After burgess William Cockerham retired in 1665, Surry County voters elected Baker as his successor, and he served the remainder of what later became known as the "Grand Assembly of 1661-1676". In 1671, the General Court ordered Baker to audit some accounts. The Grand Assembly ended with Bacon's Rebellion.

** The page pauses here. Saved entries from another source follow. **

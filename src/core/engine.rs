use super::primitives::future_value;
use super::solver::{monthly_payment_needed, years_to_target};
use super::targets::{FireTargets, compute_targets};
use super::types::{
    CalculationMethod, ComprehensiveFireResult, FIRE_TYPE_PRIORITY, FireMetadata, FireMethod,
    FireSummary, FireTargetResult, FireType, GapAnalyses, InvestmentGapAnalysis,
    UserFinancialInputs, YearsToTarget,
};

pub fn calculate_comprehensive_fire(
    inputs: &UserFinancialInputs,
    method: CalculationMethod,
) -> ComprehensiveFireResult {
    let targets = compute_targets(inputs, method);
    let years_to_retirement = inputs.years_to_retirement();

    let traditional = evaluate_target(
        inputs,
        &targets,
        FireType::Traditional,
        targets.traditional,
        targets.traditional_method,
    );
    let coast = evaluate_target(
        inputs,
        &targets,
        FireType::Coast,
        targets.coast,
        targets.coast_method,
    );
    let barista = evaluate_target(
        inputs,
        &targets,
        FireType::Barista,
        targets.barista.target,
        targets.barista.method,
    );

    let gap_analysis = GapAnalyses {
        traditional: investment_gap(inputs.monthly_contribution, traditional.monthly_investment_needed),
        coast: investment_gap(inputs.monthly_contribution, coast.monthly_investment_needed),
        barista: investment_gap(inputs.monthly_contribution, barista.monthly_investment_needed),
    };

    let mut result = ComprehensiveFireResult {
        traditional,
        coast,
        barista,
        gap_analysis,
        coast_convergence: targets.coast_convergence.clone(),
        summary: FireSummary {
            fastest_to_reach: None,
            most_achievable: FireType::Coast,
            most_feasible: None,
        },
        metadata: FireMetadata {
            years_to_retirement,
            calculation_method: method,
            growth_rate_used: targets.growth_rate,
        },
    };
    result.summary = summarize(&result, inputs.current_portfolio_value);
    result
}

fn evaluate_target(
    inputs: &UserFinancialInputs,
    targets: &FireTargets,
    fire_type: FireType,
    target: f64,
    method: FireMethod,
) -> FireTargetResult {
    let current = inputs.current_portfolio_value;
    let years_to_retirement = inputs.years_to_retirement();
    let rate = targets.growth_rate;

    let achieved = match fire_type {
        // Coast is judged on where today's portfolio grows to, untouched.
        FireType::Coast => {
            future_value(current, rate, 1, years_to_retirement) >= targets.traditional
        }
        FireType::Traditional | FireType::Barista => current >= target,
    };

    let (years_remaining, monthly_investment_needed) = if achieved {
        (YearsToTarget::Achieved, 0.0)
    } else {
        (
            years_to_target(current, target, inputs.monthly_contribution, rate),
            monthly_payment_needed(current, target, years_to_retirement, rate),
        )
    };

    FireTargetResult {
        fire_type,
        target,
        future_target: match fire_type {
            FireType::Traditional => targets.traditional_future,
            FireType::Coast | FireType::Barista => None,
        },
        achieved,
        progress_percentage: progress_ratio(current, target).clamp(0.0, 100.0),
        years_remaining,
        monthly_investment_needed,
        method,
    }
}

/// Uncapped progress in percent. A zero target counts as complete and an
/// unbounded one as not started.
fn progress_ratio(current: f64, target: f64) -> f64 {
    if !target.is_finite() {
        return 0.0;
    }
    if target <= 0.0 {
        return 100.0;
    }
    current / target * 100.0
}

pub fn investment_gap(current_monthly: f64, needed_monthly: f64) -> InvestmentGapAnalysis {
    let monthly_gap = needed_monthly - current_monthly;
    let gap_percentage = if needed_monthly > 0.0 {
        monthly_gap / needed_monthly * 100.0
    } else {
        0.0
    };
    InvestmentGapAnalysis {
        current_monthly,
        needed_monthly,
        monthly_gap,
        gap_percentage,
        is_sufficient: monthly_gap <= 0.0,
        additional_needed: monthly_gap.max(0.0),
    }
}

fn summarize(result: &ComprehensiveFireResult, current: f64) -> FireSummary {
    let mut fastest: Option<(FireType, f64)> = None;
    let mut most_achievable = (FIRE_TYPE_PRIORITY[0], f64::NEG_INFINITY);
    for fire_type in FIRE_TYPE_PRIORITY {
        let target = result.result_for(fire_type);

        let years = target.years_remaining.as_years();
        if target.years_remaining.is_finite() && fastest.is_none_or(|(_, best)| years < best) {
            fastest = Some((fire_type, years));
        }

        let ratio = progress_ratio(current, target.target);
        if ratio > most_achievable.1 {
            most_achievable = (fire_type, ratio);
        }
    }

    let most_feasible = FIRE_TYPE_PRIORITY.into_iter().find(|&fire_type| {
        let gaps = &result.gap_analysis;
        match fire_type {
            FireType::Traditional => gaps.traditional.is_sufficient,
            FireType::Coast => gaps.coast.is_sufficient,
            FireType::Barista => gaps.barista.is_sufficient,
        }
    });

    FireSummary {
        fastest_to_reach: fastest.map(|(fire_type, _)| fire_type),
        most_achievable: most_achievable.0,
        most_feasible,
    }
}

Meanwhile, Baker was one of the men named as justices of the peace when Surry county was initially formed, and who jointly administered the county in that era. Baker was still a justice of the peace on December 12, 1672, when a number of men gathered on the "Devil's Field" by the Lawne Creek church (overlooking Hogg's Island) and protested high taxes. On January 3, 1673–74, Baker and fellow justice Robert Spencer issued a writ (some call the document a warrant) about the unlawful assembly, which was officially recorded in the county records on January 13, 1673. Robert Spencer was the brother of Nicholas Spencer of Westmoreland County, about whom Bacon's followers complained. In any event, during the intervening ten days, nine men who participated in the unauthorized assembly and apologized (and were not considered instigators) were ordered to pay court costs and give bond for future good behavior. John Barnes, John Sheppard, William Hancock and Roger Delke were each ordered committed to jail until he paid 1000 pounds of tobacco as a fine. As ringleader, Mathew Swann was held for his case to be adjudicated by the General Court (which met during the Virginia General Assembly as its upper body). He was convicted on April 6, 1674, but had his 2000 pounds of tobacco fine remitted by Governor Berkeley on September 23, 1674, shortly before Berkeley sailed back to England.

==Death and legacy==
Baker died in 1681, survived by his widow Elizabeth and his daughter Katherine, who had married major planter and burgess Arthur Allen II.